All data were corrected for dead-time effects to reduce error to <1%. To avoid the influence of the partial volume effect associated with the object's size, recovery coefficients obtained from experimental phantom studies in our laboratory were used. The recovery coefficient was 0.8 when myocardial wall thickness was 10 mm. For the correction of partial volume effect, wall thickness was measured with two-dimensional echocardiography by specialists in our hospital. The recovery coefficient was taken into consideration to determine MBF.
CFR was determined by the ratio of MBF during dipyridamole loading to baseline MBF. As shown in Fig 1⇓, each transaxial image was divided into 8 segments. Segments S1, S2, A1, and A2 on the midventricular transaxial slice and S3, S4, A3, and A4 on the lower slice were defined as the left descending coronary artery region. Segments L1 and L2 on the middle slice and L3 and L4 on the lower slice were defined as the left circumflex coronary artery region. Segments P1 and P2 on the middle slice and P3 and P4 on the lower slice were defined as the right coronary artery region. To obtain input function, regions of interest were placed on the left ventricular cavity of each slice.
MBF at rest, MBF during dipyridamole loading, CFR, body weight, systolic blood pressure, diastolic blood pressure, height, body mass index, and plasma lipid parameters in the three groups were compared with the use of ANOVA; individual data then were analyzed by two-tailed Student's t test. Values are expressed as mean±SD. A value of P<.05 was considered significant.
Plasma Lipid Levels
Plasma concentration of total cholesterol was significantly higher in FH patients compared with control subjects and SH (Table 3⇓). Likewise, the plasma concentration (mmol/L) of LDL cholesterol was significantly higher in the FH group compared with control subjects and SH patients (Table 3⇓). The plasma concentration of HDL cholesterol was about the same among the three groups (Table 3⇓). The plasma triglyceride concentration was also about the same among the three groups (Table 3⇓).
Hemodynamic and ECG Responses to Dipyridamole Loading
There were no significant differences in systolic blood pressure at rest and during dipyridamole loading and rate-pressure product among the 3 groups (Table 4⇓). During dipyridamole loading, typical chest pain or chest oppression occurred in all of the hypercholesterolemic patients who had significant coronary stenoses and in 2 patients with FH who did not have ischemic heart disease accompanied by ECG change. Atypical chest pain, chest discomfort, or dyspnea were observed in the other 4 non–ischemic heart disease patients without abnormal ECG change. Because of a difficulty in recording the ECG in the precordial leads on the PET study, a detailed description of ECG response to dipyridamole was not possible in this study by limb leads.

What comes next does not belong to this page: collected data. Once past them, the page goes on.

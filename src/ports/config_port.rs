//! Configuration access port trait.
//!
//! Raw string access only; typed parsing and defaults live in
//! `domain::config`.

pub trait ConfigPort {
    fn get_string(&self, section: &str, key: &str) -> Option<String>;

    /// Section names present in the source.
    fn sections(&self) -> Vec<String>;

    /// Keys present in `section`, empty if the section is absent.
    fn keys(&self, section: &str) -> Vec<String>;
}
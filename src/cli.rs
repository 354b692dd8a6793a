//! CLI definition and dispatch.

use clap::{Parser, Subcommand};
use std::path::{Path, PathBuf};
use std::process::ExitCode;
use std::sync::Arc;

use crate::adapters::csv_adapter::{CsvMarketData, CsvReportAdapter};
use crate::adapters::file_config_adapter::FileConfigAdapter;
use crate::adapters::paper_broker::PaperBroker;
use crate::adapters::profile_store::IniProfileStore;
use crate::domain::backtest::{self as backtest_engine, BacktestOutcome, Pair};
use crate::domain::config::{ProfileStore, RunConfig, instrument_key};
use crate::domain::config_validation::validate_run_config;
use crate::domain::decision::{Combinator, ConfidenceMatrix, TieredCombinator};
use crate::domain::error::TraderError;
use crate::domain::live::LiveTrader;
use crate::domain::search::{self, ParamSpace, PairSearch};
use crate::domain::timeframe::Timeframe;
use crate::ports::profile_store_port::ProfileStorePort;
use crate::ports::report_port::ReportPort;

#[derive(Parser, Debug)]
#[command(name = "tiertrader", about = "Multi-timeframe signal scoring and trade simulation")]
pub struct Cli {
    #[command(subcommand)]
    pub command: Command,
}

#[derive(Subcommand, Debug)]
pub enum Command {
    /// Backtest one instrument on one timeframe
    Backtest {
        #[arg(short, long)]
        config: PathBuf,
        #[arg(short, long)]
        instrument: String,
        #[arg(short, long)]
        timeframe: Timeframe,
        /// Directory for the trade log and summary CSVs
        #[arg(short, long)]
        output: Option<PathBuf>,
    },
    /// Backtest every configured pair with history available
    Batch {
        #[arg(short, long)]
        config: PathBuf,
        #[arg(short, long)]
        output: Option<PathBuf>,
    },
    /// Random-search profiles for every configured pair
    Optimize {
        #[arg(short, long)]
        config: PathBuf,
        #[arg(long)]
        trials: Option<usize>,
        #[arg(long)]
        seed: Option<u64>,
        /// CSV of every trial; best trials go beside it
        #[arg(long)]
        results: Option<PathBuf>,
        /// Do not write the best profiles back to the profile store
        #[arg(long)]
        dry_run: bool,
    },
    /// Evaluate the tiered decision for each instrument and paper-trade it
    Signal {
        #[arg(short, long)]
        config: PathBuf,
    },
    /// Evaluate the confidence matrix for each instrument
    Matrix {
        #[arg(short, long)]
        config: PathBuf,
    },
    /// Validate the run configuration and profile store
    Validate {
        #[arg(short, long)]
        config: PathBuf,
    },
}

pub fn run(cli: Cli) -> ExitCode {
    match cli.command {
        Command::Backtest {
            config,
            instrument,
            timeframe,
            output,
        } => run_backtest(&config, &instrument, timeframe, output.as_deref()),
        Command::Batch { config, output } => run_batch(&config, output.as_deref()),
        Command::Optimize {
            config,
            trials,
            seed,
            results,
            dry_run,
        } => run_optimize(&config, trials, seed, results.as_deref(), dry_run),
        Command::Signal { config } => run_signal(&config),
        Command::Matrix { config } => run_matrix(&config),
        Command::Validate { config } => run_validate(&config),
    }
}

fn fail(err: &TraderError) -> ExitCode {
    eprintln!("error: {err}");
    err.into()
}

pub fn load_config(path: &Path) -> Result<FileConfigAdapter, ExitCode> {
    FileConfigAdapter::from_file(path).map_err(|e| fail(&e))
}

/// Everything a subcommand needs, loaded and validated once.
struct Session {
    run: RunConfig,
    profiles: ProfileStore,
    store: Option<IniProfileStore>,
    data: CsvMarketData,
}

fn load_session(config_path: &Path) -> Result<Session, ExitCode> {
    eprintln!("Loading config from {}", config_path.display());
    let adapter = load_config(config_path)?;
    let run = RunConfig::from_config(&adapter).map_err(|e| fail(&e))?;

    let store = run.backtest.profiles.clone().map(IniProfileStore::new);
    let profiles = match &store {
        Some(s) => s.load().map_err(|e| fail(&e))?,
        None => ProfileStore::default(),
    };

    let data = CsvMarketData::new(run.backtest.data_dir.clone());
    Ok(Session {
        run,
        profiles,
        store,
        data,
    })
}

fn print_outcome(pair: &Pair, outcome: &BacktestOutcome) {
    let r = &outcome.result;
    println!(
        concat!(
            "{:<16} bars={:<6} trades={:<4} win_rate={:>6.2}% ",
            "pnl={:>10.4} balance={:>10.2} max_dd={:>6.2}%"
        ),
        pair.to_string(),
        outcome.bars,
        r.trade_count,
        r.win_rate * 100.0,
        r.total_pnl,
        r.ending_balance,
        r.max_drawdown * 100.0,
    );
}

fn run_backtest(
    config_path: &Path,
    instrument: &str,
    timeframe: Timeframe,
    output: Option<&Path>,
) -> ExitCode {
    let session = match load_session(config_path) {
        Ok(s) => s,
        Err(code) => return code,
    };

    let pair = Pair::new(instrument_key(instrument), timeframe);
    eprintln!("Backtesting {}...", pair);
    let outcome = match backtest_engine::run_pair(
        &session.data,
        &pair,
        &session.profiles,
        &session.run,
    ) {
        Ok(o) => o,
        Err(e) => return fail(&e),
    };
    print_outcome(&pair, &outcome);

    if let Some(dir) = output {
        let report = CsvReportAdapter::new(dir.to_path_buf());
        let written = report
            .write_run(&pair.instrument, pair.timeframe, &outcome)
            .and_then(|_| {
                report.write_summary(&[(pair.instrument.clone(), pair.timeframe, &outcome)])
            });
        if let Err(e) = written {
            return fail(&e);
        }
        eprintln!("Report written to {}", dir.display());
    }
    ExitCode::SUCCESS
}

fn run_batch(config_path: &Path, output: Option<&Path>) -> ExitCode {
    let session = match load_session(config_path) {
        Ok(s) => s,
        Err(code) => return code,
    };
    let instruments = match session.run.backtest.require_instruments() {
        Ok(i) => i,
        Err(e) => return fail(&e),
    };

    let pairs = backtest_engine::discover_pairs(
        &session.data,
        instruments,
        &session.run.backtest.timeframes,
    );
    eprintln!("Running {} pairs...", pairs.len());
    let entries = backtest_engine::run_batch(
        &session.data,
        &pairs,
        &session.profiles,
        &session.run,
        None,
    );

    let mut completed: Vec<(String, Timeframe, &BacktestOutcome)> = Vec::new();
    let mut first_error: Option<&TraderError> = None;
    for entry in &entries {
        match &entry.outcome {
            Ok(outcome) => {
                print_outcome(&entry.pair, outcome);
                completed.push((entry.pair.instrument.clone(), entry.pair.timeframe, outcome));
            }
            Err(e) => {
                println!("{:<16} failed: {}", entry.pair.to_string(), e);
                first_error.get_or_insert(e);
            }
        }
    }

    if let Some(dir) = output {
        let report = CsvReportAdapter::new(dir.to_path_buf());
        for (instrument, timeframe, outcome) in &completed {
            if let Err(e) = report.write_run(instrument, *timeframe, outcome) {
                return fail(&e);
            }
        }
        if let Err(e) = report.write_summary(&completed) {
            return fail(&e);
        }
        eprintln!("Report written to {}", dir.display());
    }

    match first_error {
        Some(e) if completed.is_empty() => fail(e),
        _ => ExitCode::SUCCESS,
    }
}

fn run_optimize(
    config_path: &Path,
    trials: Option<usize>,
    seed: Option<u64>,
    results: Option<&Path>,
    dry_run: bool,
) -> ExitCode {
    let mut session = match load_session(config_path) {
        Ok(s) => s,
        Err(code) => return code,
    };
    if let Some(t) = trials {
        session.run.search.trials = t;
    }
    if seed.is_some() {
        session.run.search.seed = seed;
    }
    if let Err(e) = validate_run_config(&session.run) {
        return fail(&e);
    }
    let instruments = match session.run.backtest.require_instruments() {
        Ok(i) => i,
        Err(e) => return fail(&e),
    };

    let pairs = backtest_engine::discover_pairs(
        &session.data,
        instruments,
        &session.run.backtest.timeframes,
    );
    eprintln!(
        "Searching {} pairs, {} trials each...",
        pairs.len(),
        session.run.search.trials
    );
    let entries = search::optimize_all(
        &session.data,
        &pairs,
        &session.profiles,
        &ParamSpace::default(),
        &session.run,
        None,
    );

    let mut searches: Vec<PairSearch> = Vec::new();
    for entry in entries {
        match entry.outcome {
            Ok(found) => {
                match &found.best {
                    Some((_, r)) => println!(
                        "{:<16} best balance={:>10.2} trades={:<4} win_rate={:>6.2}%",
                        entry.pair.to_string(),
                        r.ending_balance,
                        r.trade_count,
                        r.win_rate * 100.0
                    ),
                    None => println!("{:<16} no trials completed", entry.pair.to_string()),
                }
                found.apply(&mut session.profiles);
                searches.push(found);
            }
            Err(e) => println!("{:<16} failed: {}", entry.pair.to_string(), e),
        }
    }

    if let Some(path) = results {
        let report = CsvReportAdapter::with_trials_path(path);
        let trials: Vec<_> = searches.iter().flat_map(|s| s.trials.iter().cloned()).collect();
        if let Err(e) = report.write_trials(&trials).and_then(|_| report.write_best(&searches)) {
            return fail(&e);
        }
        eprintln!("Trials written to {}", path.display());
    }

    match (&session.store, dry_run) {
        (Some(store), false) => {
            if let Err(e) = store.save(&session.profiles) {
                return fail(&e);
            }
        }
        (None, false) => {
            eprintln!("No [backtest] profiles path configured; best profiles not saved")
        }
        (_, true) => {}
    }
    ExitCode::SUCCESS
}

fn live_trader(session: Session, combinator: Box<dyn Combinator>) -> LiveTrader {
    let price_timeframe = session
        .run
        .decision
        .tiers
        .execution_timeframes
        .iter()
        .min()
        .copied()
        .unwrap_or(Timeframe::M5);
    LiveTrader::new(
        Arc::new(session.data),
        Arc::new(PaperBroker::new(session.run.backtest.initial_balance)),
        session.profiles,
        combinator,
        session.run.live,
    )
    .with_price_timeframe(price_timeframe)
}

fn run_signal(config_path: &Path) -> ExitCode {
    let session = match load_session(config_path) {
        Ok(s) => s,
        Err(code) => return code,
    };
    let instruments = match session.run.backtest.require_instruments() {
        Ok(i) => i.to_vec(),
        Err(e) => return fail(&e),
    };

    let combinator = TieredCombinator::new(
        &session.run.decision.tiers,
        session.run.decision.scorer.build(),
    );
    let trader = live_trader(session, Box::new(combinator));

    for report in trader.run_all(&instruments) {
        let e = &report.evaluation;
        println!(
            "{:<10} {:<6} confidence={} {}",
            report.instrument,
            e.decision,
            e.confidence,
            e.reasons.join("; ")
        );
        if let Some((order, ack)) = &report.order {
            println!(
                "           order {} {} size={:.6} stop={:.4}",
                ack.order_id,
                order.side.as_str(),
                order.size,
                order.stop_price
            );
        }
    }
    ExitCode::SUCCESS
}

fn run_matrix(config_path: &Path) -> ExitCode {
    let session = match load_session(config_path) {
        Ok(s) => s,
        Err(code) => return code,
    };
    let instruments = match session.run.backtest.require_instruments() {
        Ok(i) => i.to_vec(),
        Err(e) => return fail(&e),
    };

    let matrix = ConfidenceMatrix::new(session.run.decision.matrix_threshold);
    let trader = live_trader(session, Box::new(matrix));

    for instrument in &instruments {
        match trader.evaluate(instrument) {
            Ok(e) => {
                println!("{:<10} {:<6} confidence={}", instrument, e.decision, e.confidence);
                for reason in &e.reasons {
                    println!("           - {}", reason);
                }
            }
            Err(e) => println!("{:<10} error  {}", instrument, e),
        }
    }
    ExitCode::SUCCESS
}

fn run_validate(config_path: &Path) -> ExitCode {
    let session = match load_session(config_path) {
        Ok(s) => s,
        Err(code) => return code,
    };
    println!("Config OK");
    println!("  instruments: {}", session.run.backtest.instruments.join(", "));
    println!(
        "  timeframes: {}",
        session
            .run
            .backtest
            .timeframes
            .iter()
            .map(|tf| tf.as_str())
            .collect::<Vec<_>>()
            .join(", ")
    );
    println!("  scorer: {:?}", session.run.decision.scorer);
    println!("  profiles: {} pair overrides", session.profiles.len());
    ExitCode::SUCCESS
}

Myocardial Blood Flow at Rest and During Dipyridamole Loading
There was no significant difference in baseline MBF in segments perfused by angiographically normal coronary arteries among the three groups (Table 5⇓). However, the MBF during dipyridamole loading was significantly lower in the FH group compared with both control subjects and SH patients (Table 5⇓).
Coronary Flow Reserve
Seven patients with OMI were included in this study. When OMI patients were excluded, CFR in patients with FH was also significantly reduced compared with control subjects and patients with SH (Table 6⇓). CFR in patients with SH who did not have OMI was also significantly reduced compared with control subjects (Table 6⇓). There was no significant difference in CFR in segments perfused by normal coronary arteries between FH patients with OMI and those without. In SH patients, there was no significant difference in CFR between patients who had OMI and those who did not have OMI (Table 6⇓).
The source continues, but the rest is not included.